• Available data:
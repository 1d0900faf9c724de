//! Core error types

use thiserror::Error;

#[derive(Error, Debug)]
#[non_exhaustive]
pub enum CoreError {
    /// A single setting or argument failed its syntax check
    #[error("{message}")]
    Validation { message: String },

    /// One or more collection entries failed validation
    #[error("{subject} contains errors:{}", format_entries(.errors))]
    InvalidEntries {
        subject: String,
        errors: Vec<String>,
    },

    #[error("registry required to build function, please set with `--registry` or the FUNC_REGISTRY environment variable")]
    RegistryRequired,

    #[error("function name is required to derive an image name")]
    NameRequired,

    #[error("\"{builder}\" is not a known builder. Available builders are \"host\", \"pack\" and \"s2i\"")]
    UnknownBuilder { builder: String },

    #[error("no function found in '{path}'. Initialize one first")]
    NotInitialized { path: String },

    #[error("Failed to parse function descriptor: {0}")]
    YamlParse(#[from] serde_yaml::Error),

    #[error("IO error: {0}")]
    Io(#[from] std::io::Error),
}

fn format_entries(errors: &[String]) -> String {
    errors.iter().map(|e| format!("\n\t{e}")).collect()
}

impl CoreError {
    pub fn validation(message: impl Into<String>) -> Self {
        CoreError::Validation {
            message: message.into(),
        }
    }

    /// True for errors caused by user input rather than the environment
    pub fn is_validation(&self) -> bool {
        matches!(
            self,
            CoreError::Validation { .. }
                | CoreError::InvalidEntries { .. }
                | CoreError::RegistryRequired
                | CoreError::NameRequired
                | CoreError::UnknownBuilder { .. }
        )
    }
}

pub type Result<T> = std::result::Result<T, CoreError>;
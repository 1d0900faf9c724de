//! fnctl - build and deploy functions to Knative

use clap::Parser;

mod cli;
mod commands;
mod error;
mod exit_codes;
mod logging;

use cli::{Cli, Commands};

fn verbose_from_env() -> bool {
    std::env::var("FUNC_VERBOSE")
        .map(|v| matches!(v.to_ascii_lowercase().as_str(), "1" | "true" | "yes"))
        .unwrap_or(false)
}

#[tokio::main]
async fn main() {
    miette::set_panic_hook();

    let cli = Cli::parse();
    logging::init(cli.verbose || verbose_from_env());

    let result = match cli.command {
        Commands::Init {
            name,
            runtime,
            registry,
            path,
        } => commands::init::run(name.as_deref(), &runtime, registry.as_deref(), &path).await,

        Commands::Build(args) => commands::build::run(&args.path, args.flags()).await,

        Commands::Deploy(args) => commands::deploy::run(args).await,

        Commands::Config { command } => commands::config::run(command).await,
    };

    if let Err(err) = result {
        let code = err.exit_code();
        tracing::debug!(code, "command failed");
        eprintln!("{:?}", miette::Report::new(err));
        std::process::exit(code);
    }
}
//! Volumes mounted into the function container

use serde::{Deserialize, Serialize};

use crate::collection::{ChangeSet, MergeEntry};
use crate::error::{CoreError, Result};

/// Medium for memory-backed empty dirs
pub const MEDIUM_MEMORY: &str = "Memory";

#[derive(Debug, Clone, Default, PartialEq, Eq, Serialize, Deserialize)]
#[serde(rename_all = "camelCase")]
pub struct PersistentVolumeClaim {
    #[serde(default, skip_serializing_if = "Option::is_none")]
    pub claim_name: Option<String>,
    #[serde(default, skip_serializing_if = "std::ops::Not::not")]
    pub read_only: bool,
}

#[derive(Debug, Clone, Default, PartialEq, Eq, Serialize, Deserialize)]
#[serde(rename_all = "camelCase")]
pub struct EmptyDir {
    #[serde(default, skip_serializing_if = "String::is_empty")]
    pub medium: String,
    #[serde(default, skip_serializing_if = "Option::is_none")]
    pub size_limit: Option<String>,
}

/// A volume entry, keyed by its mount path
///
/// Exactly one source field must be set.
#[derive(Debug, Clone, Default, PartialEq, Eq, Serialize, Deserialize)]
#[serde(rename_all = "camelCase")]
pub struct Volume {
    #[serde(default, skip_serializing_if = "Option::is_none")]
    pub secret: Option<String>,
    #[serde(default, skip_serializing_if = "Option::is_none")]
    pub config_map: Option<String>,
    #[serde(default, skip_serializing_if = "Option::is_none")]
    pub persistent_volume_claim: Option<PersistentVolumeClaim>,
    #[serde(default, skip_serializing_if = "Option::is_none")]
    pub empty_dir: Option<EmptyDir>,
    #[serde(default, skip_serializing_if = "Option::is_none")]
    pub path: Option<String>,
}

/// The backing source of a volume
#[derive(Debug, Clone, PartialEq, Eq)]
pub enum VolumeSource {
    Secret(String),
    ConfigMap(String),
    PersistentVolumeClaim(PersistentVolumeClaim),
    EmptyDir(EmptyDir),
}

impl Volume {
    pub fn new(path: impl Into<String>, source: VolumeSource) -> Self {
        let mut volume = Volume {
            path: Some(path.into()),
            ..Default::default()
        };
        volume.assign(source);
        volume
    }

    /// The single configured source, if exactly one is set
    pub fn source(&self) -> Option<VolumeSource> {
        let sources = [
            self.secret.clone().map(VolumeSource::Secret),
            self.config_map.clone().map(VolumeSource::ConfigMap),
            self.persistent_volume_claim
                .clone()
                .map(VolumeSource::PersistentVolumeClaim),
            self.empty_dir.clone().map(VolumeSource::EmptyDir),
        ];
        let mut set = sources.into_iter().flatten();
        match (set.next(), set.next()) {
            (Some(source), None) => Some(source),
            _ => None,
        }
    }

    fn source_count(&self) -> usize {
        [
            self.secret.is_some(),
            self.config_map.is_some(),
            self.persistent_volume_claim.is_some(),
            self.empty_dir.is_some(),
        ]
        .into_iter()
        .filter(|set| *set)
        .count()
    }
}

impl MergeEntry for Volume {
    type Value = VolumeSource;
    const KIND: &'static str = "volume";

    fn entry_name(&self) -> Option<&str> {
        self.path.as_deref()
    }

    fn assign(&mut self, value: VolumeSource) {
        self.secret = None;
        self.config_map = None;
        self.persistent_volume_claim = None;
        self.empty_dir = None;
        match value {
            VolumeSource::Secret(name) => self.secret = Some(name),
            VolumeSource::ConfigMap(name) => self.config_map = Some(name),
            VolumeSource::PersistentVolumeClaim(pvc) => self.persistent_volume_claim = Some(pvc),
            VolumeSource::EmptyDir(dir) => self.empty_dir = Some(dir),
        }
    }

    fn named(name: &str, value: VolumeSource) -> Self {
        Volume::new(name, value)
    }

    fn validate(entries: &[Self]) -> Vec<String> {
        validate_volumes(entries)
    }
}

/// Validate volume entries, returning one message per problem
pub fn validate_volumes(volumes: &[Volume]) -> Vec<String> {
    let mut errors = Vec::new();
    for (i, volume) in volumes.iter().enumerate() {
        match volume.source_count() {
            0 => errors.push(format!(
                "volume entry #{i} is missing a source, set one of secret, configMap, persistentVolumeClaim or emptyDir"
            )),
            1 => {}
            _ => errors.push(format!(
                "volume entry #{i} may only define one of secret, configMap, persistentVolumeClaim or emptyDir"
            )),
        }
        if let Some(pvc) = &volume.persistent_volume_claim {
            if pvc.claim_name.as_deref().is_none_or(str::is_empty) {
                errors.push(format!(
                    "volume entry #{i} (persistentVolumeClaim) is missing claimName"
                ));
            }
        }
        if let Some(dir) = &volume.empty_dir {
            if !dir.medium.is_empty() && dir.medium != MEDIUM_MEMORY {
                errors.push(format!(
                    "volume entry #{i} (emptyDir) has invalid medium {:?}, allowed values are \"\" and {MEDIUM_MEMORY:?}",
                    dir.medium
                ));
            }
        }
        if volume.path.as_deref().is_none_or(str::is_empty) {
            errors.push(format!("volume entry #{i} is missing path field"));
        }
    }
    errors
}

/// A single volume change from the command line
#[derive(Debug, Clone, Default)]
pub struct VolumeArgs {
    pub secret: Option<String>,
    pub config_map: Option<String>,
    pub mount_path: Option<String>,
}

/// Turn `--secret`/`--configmap` plus `--mount` into an addition or update
pub fn volume_change(args: &VolumeArgs) -> Result<ChangeSet<Volume>> {
    let source = match (&args.secret, &args.config_map) {
        (Some(secret), None) => VolumeSource::Secret(secret.clone()),
        (None, Some(config_map)) => VolumeSource::ConfigMap(config_map.clone()),
        (Some(_), Some(_)) => {
            return Err(CoreError::validation(
                "only one of --secret or --configmap may be given for a volume",
            ));
        }
        (None, None) => {
            return Err(CoreError::validation(
                "a volume needs either --secret or --configmap",
            ));
        }
    };
    let Some(path) = args.mount_path.as_deref().filter(|p| !p.is_empty()) else {
        return Err(CoreError::validation("a volume needs a --mount path"));
    };
    let mut changes = ChangeSet::default();
    changes.updates.insert(path.to_string(), source);
    Ok(changes)
}

/// Removal of the volume mounted at `path`
pub fn volume_removal(path: &str) -> ChangeSet<Volume> {
    ChangeSet {
        removals: vec![path.to_string()],
        ..Default::default()
    }
}

#[cfg(test)]
mod tests {
    use super::*;

    #[test]
    fn test_validate_requires_exactly_one_source() {
        let none = Volume {
            path: Some("/data".to_string()),
            ..Default::default()
        };
        let both = Volume {
            secret: Some("s".to_string()),
            config_map: Some("c".to_string()),
            path: Some("/data".to_string()),
            ..Default::default()
        };
        let errors = validate_volumes(&[none, both]);
        assert_eq!(errors.len(), 2);
        assert!(errors[0].contains("entry #0"));
        assert!(errors[1].contains("entry #1"));
    }

    #[test]
    fn test_validate_pvc_and_empty_dir() {
        let pvc = Volume::new(
            "/pvc",
            VolumeSource::PersistentVolumeClaim(PersistentVolumeClaim::default()),
        );
        let dir = Volume::new(
            "/tmp",
            VolumeSource::EmptyDir(EmptyDir {
                medium: "Disk".to_string(),
                size_limit: None,
            }),
        );
        let errors = validate_volumes(&[pvc, dir]);
        assert_eq!(errors.len(), 2);
        assert!(errors[0].contains("claimName"));
        assert!(errors[1].contains("medium"));
    }

    #[test]
    fn test_validate_requires_path() {
        let volume = Volume {
            secret: Some("s".to_string()),
            ..Default::default()
        };
        assert_eq!(validate_volumes(&[volume]).len(), 1);
    }

    #[test]
    fn test_update_replaces_source_at_same_path() {
        let existing = vec![Volume::new("/cfg", VolumeSource::Secret("old".to_string()))];
        let changes = volume_change(&VolumeArgs {
            config_map: Some("settings".to_string()),
            mount_path: Some("/cfg".to_string()),
            ..Default::default()
        })
        .unwrap();
        let merged = changes.apply(existing).unwrap();
        assert_eq!(merged.len(), 1);
        assert_eq!(
            merged[0].source(),
            Some(VolumeSource::ConfigMap("settings".to_string()))
        );
        assert!(merged[0].secret.is_none());
    }

    #[test]
    fn test_volume_change_requires_mount() {
        let err = volume_change(&VolumeArgs {
            secret: Some("s".to_string()),
            ..Default::default()
        })
        .unwrap_err();
        assert!(err.to_string().contains("--mount"));
    }

    #[test]
    fn test_volume_removal_by_path() {
        let existing = vec![
            Volume::new("/a", VolumeSource::Secret("a".to_string())),
            Volume::new("/b", VolumeSource::Secret("b".to_string())),
        ];
        let merged = volume_removal("/a").apply(existing).unwrap();
        assert_eq!(merged.len(), 1);
        assert_eq!(merged[0].path.as_deref(), Some("/b"));
    }

    #[test]
    fn test_yaml_shape() {
        let volume = Volume::new("/cfg", VolumeSource::ConfigMap("settings".to_string()));
        let yaml = serde_yaml::to_string(&volume).unwrap();
        insta::assert_snapshot!(yaml, @r"
        configMap: settings
        path: /cfg
        ");
    }
}
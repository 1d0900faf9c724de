//! Labels attached to the deployed service

use std::collections::{BTreeMap, HashMap};

use once_cell::sync::Lazy;
use regex::Regex;
use serde::{Deserialize, Serialize};

use crate::collection::{ChangeSet, MergeEntry};
use crate::envs::resolve_local;
use crate::error::{CoreError, Result};

/// Label carrying the function name
pub const NAME_LABEL: &str = "function.knative.dev/name";
/// Label carrying the function runtime
pub const RUNTIME_LABEL: &str = "function.knative.dev/runtime";
/// Marker label present on every function service
pub const FUNCTION_LABEL: &str = "function.knative.dev";

const MAX_NAME_LEN: usize = 63;
const MAX_PREFIX_LEN: usize = 253;

static NAME_PART: Lazy<Regex> = Lazy::new(|| {
    Regex::new(r"^([A-Za-z0-9][-A-Za-z0-9_.]*)?[A-Za-z0-9]$").expect("valid regex")
});
static DNS_SUBDOMAIN: Lazy<Regex> = Lazy::new(|| {
    Regex::new(r"^[a-z0-9]([-a-z0-9]*[a-z0-9])?(\.[a-z0-9]([-a-z0-9]*[a-z0-9])?)*$")
        .expect("valid regex")
});
static LOCAL_ENV: Lazy<Regex> =
    Lazy::new(|| Regex::new(r"^\{\{\s*env:(\w+)\s*\}\}$").expect("valid regex"));

#[derive(Debug, Clone, PartialEq, Eq, Serialize, Deserialize)]
pub struct Label {
    #[serde(default, skip_serializing_if = "Option::is_none")]
    pub key: Option<String>,
    #[serde(default)]
    pub value: String,
}

impl Label {
    pub fn new(key: impl Into<String>, value: impl Into<String>) -> Self {
        Self {
            key: Some(key.into()),
            value: value.into(),
        }
    }
}

impl MergeEntry for Label {
    type Value = String;
    const KIND: &'static str = "label";

    fn entry_name(&self) -> Option<&str> {
        self.key.as_deref()
    }

    fn assign(&mut self, value: String) {
        self.value = value;
    }

    fn named(name: &str, value: String) -> Self {
        Label::new(name, value)
    }

    fn validate(entries: &[Self]) -> Vec<String> {
        validate_labels(entries)
    }
}

fn qualified_name_errors(key: &str) -> Vec<String> {
    let mut errors = Vec::new();
    let (prefix, name) = match key.rsplit_once('/') {
        Some((prefix, name)) => (Some(prefix), name),
        None => (None, key),
    };
    if let Some(prefix) = prefix {
        if prefix.is_empty() {
            errors.push("prefix part must be non-empty".to_string());
        } else if prefix.len() > MAX_PREFIX_LEN || !DNS_SUBDOMAIN.is_match(prefix) {
            errors.push(format!(
                "prefix part {prefix:?} must be a lowercase DNS subdomain of at most {MAX_PREFIX_LEN} characters"
            ));
        }
    }
    if name.is_empty() || name.len() > MAX_NAME_LEN {
        errors.push(format!(
            "name part must be between 1 and {MAX_NAME_LEN} characters"
        ));
    } else if !NAME_PART.is_match(name) {
        errors.push(
            "name part must consist of alphanumeric characters, '-', '_' or '.', and must start and end with an alphanumeric character".to_string(),
        );
    }
    errors
}

fn label_value_errors(value: &str) -> Vec<String> {
    if value.starts_with("{{") {
        if LOCAL_ENV.is_match(value) {
            return Vec::new();
        }
        return vec!["only '{{ env:MY_ENV }}' is allowed as a template value".to_string()];
    }
    let mut errors = Vec::new();
    if value.len() > MAX_NAME_LEN {
        errors.push(format!("must be no more than {MAX_NAME_LEN} characters"));
    }
    if !value.is_empty() && !NAME_PART.is_match(value) {
        errors.push(
            "a valid label must be an empty string or consist of alphanumeric characters, '-', '_' or '.', and must start and end with an alphanumeric character".to_string(),
        );
    }
    errors
}

/// Validate label entries, returning one message per problem
pub fn validate_labels(labels: &[Label]) -> Vec<String> {
    let mut errors = Vec::new();
    for (i, label) in labels.iter().enumerate() {
        let Some(key) = &label.key else {
            errors.push(format!(
                "label entry #{i} is missing key field, only value {:?} is set",
                label.value
            ));
            continue;
        };
        for problem in qualified_name_errors(key) {
            errors.push(format!("label entry #{i} has invalid key {key:?}: {problem}"));
        }
        for problem in label_value_errors(&label.value) {
            errors.push(format!(
                "label entry #{i} has invalid value {:?}: {problem}",
                label.value
            ));
        }
    }
    errors
}

/// Parse `--label` arguments of the form `KEY=value` or `KEY-`
pub fn parse_label_args(args: &[String]) -> Result<ChangeSet<Label>> {
    let mut changes = ChangeSet::default();
    for arg in args {
        if let Some((key, value)) = arg.split_once('=') {
            changes.updates.insert(key.to_string(), value.to_string());
        } else if let Some(key) = arg.strip_suffix('-') {
            changes.removals.push(key.to_string());
        } else {
            return Err(CoreError::validation(format!(
                "invalid --label argument {arg:?}, expected KEY=value or KEY-"
            )));
        }
    }
    Ok(changes)
}

/// Build the label map applied to the deployed service.
///
/// User labels are interpolated against the local environment and the
/// function defaults are added on top.
pub fn labels_map(
    labels: &[Label],
    name: &str,
    runtime: &str,
    local: &HashMap<String, String>,
) -> Result<BTreeMap<String, String>> {
    let mut map = BTreeMap::new();
    for label in labels {
        let Some(key) = &label.key else { continue };
        let value = resolve_local(&label.value, local)?;
        map.insert(key.clone(), value);
    }
    map.insert(NAME_LABEL.to_string(), name.to_string());
    if !runtime.is_empty() {
        map.insert(RUNTIME_LABEL.to_string(), runtime.to_string());
    }
    map.insert(FUNCTION_LABEL.to_string(), "true".to_string());
    Ok(map)
}

#[cfg(test)]
mod tests {
    use super::*;

    #[test]
    fn test_validate_accepts_prefixed_key() {
        let labels = vec![
            Label::new("app.kubernetes.io/part-of", "shop"),
            Label::new("tier", ""),
            Label::new("owner", "{{ env:USER }}"),
        ];
        assert!(validate_labels(&labels).is_empty());
    }

    #[test]
    fn test_validate_rejects_missing_key() {
        let errors = validate_labels(&[Label {
            key: None,
            value: "v".to_string(),
        }]);
        assert_eq!(errors.len(), 1);
        assert!(errors[0].contains("missing key"));
    }

    #[test]
    fn test_validate_rejects_bad_key_and_value() {
        let errors = validate_labels(&[Label::new("-bad", "x".repeat(64))]);
        assert_eq!(errors.len(), 2);
        assert!(errors.iter().all(|e| e.contains("label entry #0")));
    }

    #[test]
    fn test_validate_rejects_uppercase_prefix() {
        let errors = validate_labels(&[Label::new("Example.com/key", "v")]);
        assert_eq!(errors.len(), 1);
    }

    #[test]
    fn test_validate_rejects_secret_template() {
        let errors = validate_labels(&[Label::new("k", "{{ secret:s:k }}")]);
        assert_eq!(errors.len(), 1);
    }

    #[test]
    fn test_parse_label_args() {
        let changes =
            parse_label_args(&["team=payments".to_string(), "old-".to_string()]).unwrap();
        assert_eq!(
            changes.updates.get("team").map(String::as_str),
            Some("payments")
        );
        assert_eq!(changes.removals, vec!["old".to_string()]);
    }

    #[test]
    fn test_labels_map_adds_defaults_and_interpolates() {
        let local = HashMap::from([("USER".to_string(), "alice".to_string())]);
        let map = labels_map(
            &[Label::new("owner", "{{ env:USER }}")],
            "hello",
            "go",
            &local,
        )
        .unwrap();
        assert_eq!(map.get("owner").map(String::as_str), Some("alice"));
        assert_eq!(map.get(NAME_LABEL).map(String::as_str), Some("hello"));
        assert_eq!(map.get(RUNTIME_LABEL).map(String::as_str), Some("go"));
        assert_eq!(map.get(FUNCTION_LABEL).map(String::as_str), Some("true"));
    }
}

• Exercise objective:
Of the lines above, show those in which "await" appears.

• Answer to this problem:
        } => commands::init::run(name.as_deref(), &runtime, registry.as_deref(), &path).await,
        Commands::Build(args) => commands::build::run(&args.path, args.flags()).await,
        Commands::Deploy(args) => commands::deploy::run(args).await,
        Commands::Config { command } => commands::config::run(command).await,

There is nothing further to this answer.